▸ **Problem requirements**: Reproduce the entries exactly, beginning with the line containing "for op in operators" and ending with their last line, both included.

Stored data entries:
----------

//! Operators command implementation.

use datefilter_rs::filter::OperatorTag;

use super::{CommandContext, Result};
use crate::output::{format_operators_json, format_operators_table};

/// Lists every supported filter operator.
pub fn execute(ctx: &CommandContext) -> Result<()> {
    if ctx.json_output {
        println!("{}", format_operators_json(&OperatorTag::ALL)?);
    } else if !ctx.quiet {
        print!("{}", format_operators_table(&OperatorTag::ALL, ctx.use_colors));
    }
    Ok(())
}
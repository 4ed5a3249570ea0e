//! Filter parameter output formatting.

use datefilter_rs::filter::{OperatorTag, Precision};
use owo_colors::OwoColorize;
use serde::Serialize;

use super::helpers::{describe_predicate, format_instant};
use crate::commands::parse::ParseResult;

/// JSON output structure for the parse command.
#[derive(Serialize)]
pub struct ParsedOutput {
    pub canonical: String,
    pub operator: OperatorTag,
    pub instant: String,
    pub precision: Precision,
    pub requires_period: bool,
    #[serde(skip_serializing_if = "Option::is_none")]
    pub condition: Option<String>,
}

/// Formats a parsed filter parameter as JSON.
pub fn format_parsed_json(result: &ParseResult) -> Result<String, serde_json::Error> {
    let expr = &result.expression;
    let output = ParsedOutput {
        canonical: expr.to_string(),
        operator: expr.operator,
        instant: format_instant(expr.instant),
        precision: expr.precision,
        requires_period: expr.operator.requires_period(),
        condition: result.predicate.as_ref().map(describe_predicate),
    };
    serde_json::to_string_pretty(&output)
}

/// Formats a parsed filter parameter for terminal display.
pub fn format_parsed_table(result: &ParseResult, use_colors: bool) -> String {
    let expr = &result.expression;
    let mut output = String::new();

    let title = expr.to_string();
    if use_colors {
        output.push_str(&format!("{}\n\n", title.bold()));
    } else {
        output.push_str(&format!("{title}\n\n"));
    }

    output.push_str(&format!(
        "Operator:  {} ({})\n",
        expr.operator,
        expr.operator.description()
    ));
    output.push_str(&format!("Instant:   {}\n", format_instant(expr.instant)));
    let precision = match expr.precision {
        Precision::Date => "date",
        Precision::DateTime => "date and time",
    };
    output.push_str(&format!("Precision: {precision}\n"));

    match &result.predicate {
        Some(predicate) => {
            output.push_str(&format!("Condition: {}\n", describe_predicate(predicate)));
        }
        None => {
            let note = "Condition: needs a period (use `dfq filter --start/--end`)";
            if use_colors {
                output.push_str(&format!("{}\n", note.yellow()));
            } else {
                output.push_str(note);
                output.push('\n');
            }
        }
    }

    output
}

/// JSON output structure for a single operator.
#[derive(Serialize)]
pub struct OperatorOutput {
    pub operator: OperatorTag,
    pub description: &'static str,
    pub requires_period: bool,
}

/// Formats the operator list as JSON.
pub fn format_operators_json(operators: &[OperatorTag]) -> Result<String, serde_json::Error> {
    let output: Vec<OperatorOutput> = operators
        .iter()
        .map(|&op| OperatorOutput {
            operator: op,
            description: op.description(),
            requires_period: op.requires_period(),
        })
        .collect();
    serde_json::to_string_pretty(&serde_json::json!({ "operators": output }))
}

/// Formats the operator list as a table.
pub fn format_operators_table(operators: &[OperatorTag], use_colors: bool) -> String {
    let mut output = String::new();

    let header = format!("{:<4} {:<8} {}", "Op", "Period", "Meaning");
    if use_colors {
        output.push_str(&format!("{}\n", header.dimmed()));
    } else {
        output.push_str(&header);
        output.push('\n');
    }

    for op in operators {
        let period = if op.requires_period() { "yes" } else { "" };
        let line = format!("{:<4} {:<8} {}", op.as_str(), period, op.description());
        output.push_str(&line);
        output.push('\n');
    }

    output
}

----------

▸ **Response to this task**:
    for op in operators {
        let period = if op.requires_period() { "yes" } else { "" };
        let line = format!("{:<4} {:<8} {}", op.as_str(), period, op.description());
        output.push_str(&line);
        output.push('\n');
    }

    output
}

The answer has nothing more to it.